Scaling great heights

A tourism collaboration has made noticeable strides in its efforts to keep the Himalayan National Park ecosystem intact

Four of us sat in the dimly-lit room of a restaurant at Gushaini in Himachal Pradesh, eating noodles and momos. The discussion began with tree-planting —
local tree species, tree guards, funds required...The idea was to plant trees along trek routes, the routes beyond the Great Himalayan National Park (GHNP) that today stood bereft of trees. This would also be an apt follow-up to the awareness campaign the cooperative had taken up with Himalayan Ecotourism.

Cooperative here is the group of locals engaged in undertaking treks in and around the Great Himalayan National Park, and Himalayan Ecotourism is a set-up that helps market the treks. Gushaini, in the lower Tirthan valley, is the gateway to GHNP. 

At the restaurant, Sanju and Keshav shared how the cooperative managed the treks. Stephan, of the Himalayan Ecotourism, was the fourth person at the table.

The 65 members who formed the cooperative more or less run the show. Depending on the needs of each trekking group, they freeze the number of guides, porters, cooks and others (if any) needed. The payments are made on fixed rates. It’s crucial to ensure financial transparency; in other words, keep track of each rupee that comes in and how it’s used.

Members going on the trek are aware not only about the itinerary and dietary needs, but also finances. They added that since most members stay in villages with no bank branches, funds are transferred from one member to another using Pay tm and Google Pay. 

They shared how April had been a good month. The number of groups they catered to were more. We had sweets over their having recently won the a ‘Responsible Tourism’ award­ — for charting a new model where people in the locality are involved, by way of a cooperative, in decision making and not just employed as guides. This had not only raised their morale, but also their stock locally. I then sat in silence as the three of them went to the market.

Long way from home

This has not been an easy journey for either the cooperative or Himalayan Ecotourism. They began a few years ago with the goal to provide economic benefits to the locals and conserve GHNP. In other words, to make GHNP beneficial for the locals beyond the ecosystem services. GHNP is a prime repository of biodiversity in the western Himalayas. This has been lucidly brought out in a book published earlier this year — The Great Himalayan National Park: The Struggle to Save the Western Himalayas by Sanjeva Pandey and Anthony J Gaston — two people who have had a long association with the landscape.

They also write of how it was one of the first protected areas in the country where the forest department implemented a people-centric model of conservation. A model that brought the forest department and GHNP acclaim and international attention. It also led to setting up of multiple institutions, collaborations with external agencies, and infusion of funds. A number of activities were initiated. This took place more than a few years ago. 

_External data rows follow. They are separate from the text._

//! Employee model and related types.
//!
//! This module defines the stored [`Employee`] record and the
//! [`NewEmployee`] value the record store accepts when creating one.

use chrono::NaiveDate;
use rust_decimal::Decimal;
use serde::{Deserialize, Serialize};

use crate::error::{PayrollError, PayrollResult};

/// Store-assigned identifier of an employee.
pub type EmployeeId = u64;

/// Represents an employee whose attendance and payroll are tracked.
#[derive(Debug, Clone, PartialEq, Serialize, Deserialize)]
pub struct Employee {
    /// Unique identifier for the employee.
    pub id: EmployeeId,
    /// Full name.
    pub name: String,
    /// Contact email, unique across employees.
    pub email: String,
    /// Job title or position.
    pub position: String,
    /// Monthly base salary in the base currency.
    pub salary: Decimal,
    /// The date the employee joined.
    pub join_date: NaiveDate,
}

/// The fields of an employee before the store assigns an id.
#[derive(Debug, Clone, PartialEq, Serialize, Deserialize)]
pub struct NewEmployee {
    /// Full name.
    pub name: String,
    /// Contact email.
    pub email: String,
    /// Job title or position.
    pub position: String,
    /// Monthly base salary in the base currency.
    pub salary: Decimal,
    /// The date the employee joined.
    pub join_date: NaiveDate,
}

impl NewEmployee {
    /// Checks the required fields and that the salary lies in
    /// `(0, max_salary]`.
    ///
    /// Text fields are trimmed before they are checked, and the trimmed
    /// values are kept.
    ///
    /// # Examples
    ///
    /// ```
    /// use hr_payroll::models::NewEmployee;
    /// use chrono::NaiveDate;
    /// use rust_decimal::Decimal;
    ///
    /// let employee = NewEmployee {
    ///     name: "  Asha Rao ".to_string(),
    ///     email: "asha@company.name".to_string(),
    ///     position: "Accountant".to_string(),
    ///     salary: Decimal::new(50000, 0),
    ///     join_date: NaiveDate::from_ymd_opt(2024, 4, 1).unwrap(),
    /// }
    /// .validated(Decimal::new(1_000_000, 0))
    /// .unwrap();
    /// assert_eq!(employee.name, "Asha Rao");
    /// ```
    pub fn validated(mut self, max_salary: Decimal) -> PayrollResult<Self> {
        self.name = required("name", &self.name)?;
        self.email = required("email", &self.email)?;
        self.position = required("position", &self.position)?;

        let (local, domain) = self.email.split_once('@').unwrap_or(("", ""));
        if local.is_empty() || domain.is_empty() || domain.contains('@') {
            return Err(PayrollError::validation(
                "email",
                format!("'{}' is not a valid email address", self.email),
            ));
        }

        if self.salary <= Decimal::ZERO {
            return Err(PayrollError::validation(
                "salary",
                format!("must be greater than zero, got {}", self.salary),
            ));
        }
        if self.salary > max_salary {
            return Err(PayrollError::validation(
                "salary",
                format!("must not exceed {}, got {}", max_salary, self.salary),
            ));
        }

        Ok(self)
    }

    /// Attaches a store-assigned id.
    pub fn into_employee(self, id: EmployeeId) -> Employee {
        Employee {
            id,
            name: self.name,
            email: self.email,
            position: self.position,
            salary: self.salary,
            join_date: self.join_date,
        }
    }
}

fn required(field: &str, value: &str) -> PayrollResult<String> {
    let trimmed = value.trim();
    if trimmed.is_empty() {
        return Err(PayrollError::validation(field, "is required"));
    }
    Ok(trimmed.to_string())
}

Himalayan Ecotourism and the cooperative came together at a time when these efforts had begun to age. They had to take cognisance of the efforts taken up during recent past and learn from their predecessor’s experiences — read not repeat the same mistakes.

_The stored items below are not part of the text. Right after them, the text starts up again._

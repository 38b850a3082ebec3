//! Late arrival measurement.

use chrono::NaiveTime;

use crate::config::AttendancePolicy;

/// Whole minutes an arrival falls after the expected start of the day.
///
/// Arrivals at or before the start time yield zero. Seconds are truncated,
/// so 09:15:59 against a 09:00 start is 15 minutes.
///
/// # Examples
///
/// ```
/// use hr_payroll::calculation::late_minutes;
/// use hr_payroll::config::AttendancePolicy;
/// use chrono::NaiveTime;
///
/// let policy = AttendancePolicy::default();
/// let arrival = NaiveTime::from_hms_opt(9, 40, 0).unwrap();
/// assert_eq!(late_minutes(arrival, &policy), 40);
///
/// let early = NaiveTime::from_hms_opt(8, 50, 0).unwrap();
/// assert_eq!(late_minutes(early, &policy), 0);
/// ```
pub fn late_minutes(arrival: NaiveTime, policy: &AttendancePolicy) -> u32 {
    let minutes = (arrival - policy.expected_start_time).num_minutes();
    u32::try_from(minutes.max(0)).unwrap_or(u32::MAX)
}

/// Late minutes for an arrival, or `None` if it is within the threshold.
pub fn lateness(arrival: NaiveTime, policy: &AttendancePolicy) -> Option<u32> {
    let minutes = late_minutes(arrival, policy);
    policy.is_late(minutes).then_some(minutes)
}
//! Payroll period model.
//!
//! This module contains the [`Period`] type, a (year, month) pair that
//! identifies one payroll cycle.

use chrono::{Datelike, NaiveDate};
use serde::{Deserialize, Serialize};

use crate::error::{PayrollError, PayrollResult};

/// A calendar month identifying one payroll cycle.
///
/// Construction through [`Period::new`] guarantees the month is in 1-12 and
/// the year is representable, so the accessors never fail.
///
/// # Example
///
/// ```
/// use hr_payroll::models::Period;
/// use chrono::NaiveDate;
///
/// let period = Period::new(2024, 2).unwrap();
/// assert_eq!(period.days_in_month(), 29);
/// assert!(period.contains(NaiveDate::from_ymd_opt(2024, 2, 29).unwrap()));
/// assert!(!period.contains(NaiveDate::from_ymd_opt(2024, 3, 1).unwrap()));
/// ```
#[derive(Debug, Clone, Copy, PartialEq, Eq, Hash, PartialOrd, Ord, Serialize, Deserialize)]
pub struct Period {
    year: i32,
    month: u32,
}

impl Period {
    /// Creates a period, rejecting months outside 1-12.
    pub fn new(year: i32, month: u32) -> PayrollResult<Self> {
        if !(1..=12).contains(&month) {
            return Err(PayrollError::InvalidPeriod {
                message: format!("month {} is outside 1-12", month),
            });
        }
        if NaiveDate::from_ymd_opt(year, month, 1).is_none() {
            return Err(PayrollError::InvalidPeriod {
                message: format!("year {} is not a representable calendar year", year),
            });
        }
        Ok(Self { year, month })
    }

    /// The calendar year.
    pub fn year(&self) -> i32 {
        self.year
    }

    /// The month, 1-12.
    pub fn month(&self) -> u32 {
        self.month
    }

    /// The number of days in the month, accounting for leap years.
    pub fn days_in_month(&self) -> u32 {
        let (next_year, next_month) = if self.month == 12 {
            (self.year + 1, 1)
        } else {
            (self.year, self.month + 1)
        };
        NaiveDate::from_ymd_opt(next_year, next_month, 1)
            .and_then(|next| next.pred_opt())
            .map(|last| last.day())
            .unwrap_or(31)
    }

    /// Returns the date of `day` within this month.
    ///
    /// Days outside `[1, days_in_month]` are rejected with
    /// [`PayrollError::InvalidPeriod`].
    pub fn date(&self, day: u32) -> PayrollResult<NaiveDate> {
        if day == 0 || day > self.days_in_month() {
            return Err(PayrollError::InvalidPeriod {
                message: format!(
                    "day {} is outside 1-{} for {}",
                    day,
                    self.days_in_month(),
                    self
                ),
            });
        }
        NaiveDate::from_ymd_opt(self.year, self.month, day).ok_or_else(|| {
            PayrollError::InvalidPeriod {
                message: format!("{}-{:02}-{:02} is not a valid date", self.year, self.month, day),
            }
        })
    }

    /// Checks if a date falls within this month.
    pub fn contains(&self, date: NaiveDate) -> bool {
        date.year() == self.year && date.month() == self.month
    }
}

impl std::fmt::Display for Period {
    fn fmt(&self, f: &mut std::fmt::Formatter<'_>) -> std::fmt::Result {
        write!(f, "{}-{:02}", self.year, self.month)
    }
}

On occasions, they also had to deal with the needs and expectations of the local people; creation of GHNP had resulted in economic loss for many of these people.

To top all this, they were not short of those wanting to pull them down. The valley, all three of them stated, thrived on politics. The scenario, like at many other conservation priority landscapes, was complicated.

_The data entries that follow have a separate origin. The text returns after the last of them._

//! Payroll model and related types.
//!
//! This module contains the persisted [`Payroll`] record, the [`NewPayroll`]
//! value built by the payroll calculator, and the [`PayrollFilter`] used to
//! list records.

use chrono::{DateTime, Utc};
use rust_decimal::Decimal;
use serde::{Deserialize, Serialize};

use crate::error::{PayrollError, PayrollResult};

use super::{EmployeeId, Period};

/// Store-assigned identifier of a payroll record.
pub type PayrollId = u64;

/// Settlement state of a payroll record.
#[derive(Debug, Clone, Copy, Default, PartialEq, Eq, Hash, Serialize, Deserialize)]
#[serde(rename_all = "snake_case")]
pub enum PayrollStatus {
    /// Generated but not yet paid out.
    #[default]
    Pending,
    /// Paid out to the employee.
    Paid,
}

/// A generated payroll for one employee and one period.
///
/// Monetary fields are fixed at generation time and always satisfy
/// `net_salary = basic_salary - attendance_deduction - late_deduction
/// - additional_deductions + additional_allowances`.
#[derive(Debug, Clone, PartialEq, Eq, Serialize, Deserialize)]
pub struct Payroll {
    /// Unique identifier for the record.
    pub id: PayrollId,
    /// The employee paid.
    pub employee_id: EmployeeId,
    /// Month of the period, 1-12.
    pub month: u32,
    /// Year of the period.
    pub year: i32,
    /// Snapshot of the employee's salary at generation time.
    pub basic_salary: Decimal,
    /// Deduction for absences and half-days.
    pub attendance_deduction: Decimal,
    /// Deduction for late arrivals.
    pub late_deduction: Decimal,
    /// Deductions entered by HR.
    pub additional_deductions: Decimal,
    /// Allowances entered by HR.
    pub additional_allowances: Decimal,
    /// The amount payable.
    pub net_salary: Decimal,
    /// Settlement state.
    pub status: PayrollStatus,
    /// Free-form note from HR.
    #[serde(default, skip_serializing_if = "Option::is_none")]
    pub hr_comments: Option<String>,
    /// When the record was generated.
    pub generated_at: DateTime<Utc>,
}

impl Payroll {
    /// The period this payroll covers.
    pub fn period(&self) -> PayrollResult<Period> {
        Period::new(self.year, self.month)
    }

    /// Rejects a record whose net salary disagrees with its components.
    pub fn check_net_salary(&self) -> PayrollResult<()> {
        check_identity(
            self.net_salary,
            self.basic_salary,
            &[
                self.attendance_deduction,
                self.late_deduction,
                self.additional_deductions,
            ],
            self.additional_allowances,
        )
    }
}

/// A computed payroll before the store assigns an id.
#[derive(Debug, Clone, PartialEq, Eq, Serialize, Deserialize)]
pub struct NewPayroll {
    /// The employee paid.
    pub employee_id: EmployeeId,
    /// The period covered.
    pub period: Period,
    /// Snapshot of the employee's salary.
    pub basic_salary: Decimal,
    /// Deduction for absences and half-days.
    pub attendance_deduction: Decimal,
    /// Deduction for late arrivals.
    pub late_deduction: Decimal,
    /// Deductions entered by HR.
    pub additional_deductions: Decimal,
    /// Allowances entered by HR.
    pub additional_allowances: Decimal,
    /// The amount payable.
    pub net_salary: Decimal,
    /// Free-form note from HR.
    pub hr_comments: Option<String>,
    /// When the record was generated.
    pub generated_at: DateTime<Utc>,
}

impl NewPayroll {
    /// Rejects a record whose net salary disagrees with its components.
    pub fn check_net_salary(&self) -> PayrollResult<()> {
        check_identity(
            self.net_salary,
            self.basic_salary,
            &[
                self.attendance_deduction,
                self.late_deduction,
                self.additional_deductions,
            ],
            self.additional_allowances,
        )
    }

    /// Attaches a store-assigned id; new records start as pending.
    pub fn into_payroll(self, id: PayrollId) -> Payroll {
        Payroll {
            id,
            employee_id: self.employee_id,
            month: self.period.month(),
            year: self.period.year(),
            basic_salary: self.basic_salary,
            attendance_deduction: self.attendance_deduction,
            late_deduction: self.late_deduction,
            additional_deductions: self.additional_deductions,
            additional_allowances: self.additional_allowances,
            net_salary: self.net_salary,
            status: PayrollStatus::Pending,
            hr_comments: self.hr_comments,
            generated_at: self.generated_at,
        }
    }
}

/// Checks `net == basic - deductions + allowances` without overflowing.
fn check_identity(
    net_salary: Decimal,
    basic_salary: Decimal,
    deductions: &[Decimal],
    allowances: Decimal,
) -> PayrollResult<()> {
    let expected = deductions
        .iter()
        .try_fold(basic_salary, |net, deduction| net.checked_sub(*deduction))
        .and_then(|net| net.checked_add(allowances))
        .ok_or_else(|| PayrollError::overflow("net_salary"))?;

    if net_salary != expected {
        return Err(PayrollError::validation(
            "net_salary",
            format!(
                "{} does not match the components, expected {}",
                net_salary, expected
            ),
        ));
    }
    Ok(())
}

/// Selects payroll records by employee, year and month.
#[derive(Debug, Clone, Copy, Default, PartialEq, Eq, Serialize, Deserialize)]
pub struct PayrollFilter {
    /// Only records for this employee.
    #[serde(default)]
    pub employee_id: Option<EmployeeId>,
    /// Only records for this year.
    #[serde(default)]
    pub year: Option<i32>,
    /// Only records for this month.
    #[serde(default)]
    pub month: Option<u32>,
}

impl PayrollFilter {
    /// A filter for one employee's records in one period.
    pub fn for_period(employee_id: EmployeeId, period: Period) -> Self {
        Self {
            employee_id: Some(employee_id),
            year: Some(period.year()),
            month: Some(period.month()),
        }
    }

    /// Returns true if the record passes every set criterion.
    pub fn matches(&self, record: &Payroll) -> bool {
        self.employee_id.is_none_or(|id| record.employee_id == id)
            && self.year.is_none_or(|year| record.year == year)
            && self.month.is_none_or(|month| record.month == month)
    }
}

Himalayan Ecotourism has ‘Creating joy and sustainability in the Himalayas’ as its tagline, while Stephan is called ‘Tintin in the Himalayas’. Stephan has, over the years, tried developing chulas that are friendly to both the forest and users, and running a cafe. Today, he also runs a homestay in Bihar, near Banjar, where he is based.

One evening, as we soaked in the stunning view from Stephan’s balcony, I asked if the slopes bereft of twinkling lights were a part of GHNP. He nodded. We discussed how he began his association with the landscape with friends of GHNP, his frustration with not-for-profits, to how, today, some of his actions have got him into trouble with the local elite. He shared plans to explore the use of drones in monitoring forest fires. Forest fire is an issue he believes warrants more attention, and Himalayan Ecotourism has also taken up a campaign on this. 

To the present

The three of them returned and we requested the restaurant for tea. I asked Sanju and Keshav about the cooperative’s plans. They were hopeful that the award, would bring in more business.  

Later that evening, I wondered about the fresh set of challenges they faced. Prime among these were sustainability concerns in the midst of burgeoning tourism in the valley and ensuring joy in the cooperative.

And as I write, they have initiated a crowdfunding campaign to support the tree-planting. They have come a long way from the cooperative’s first meeting, that Stephan had described. That day he had been the only one who spoke.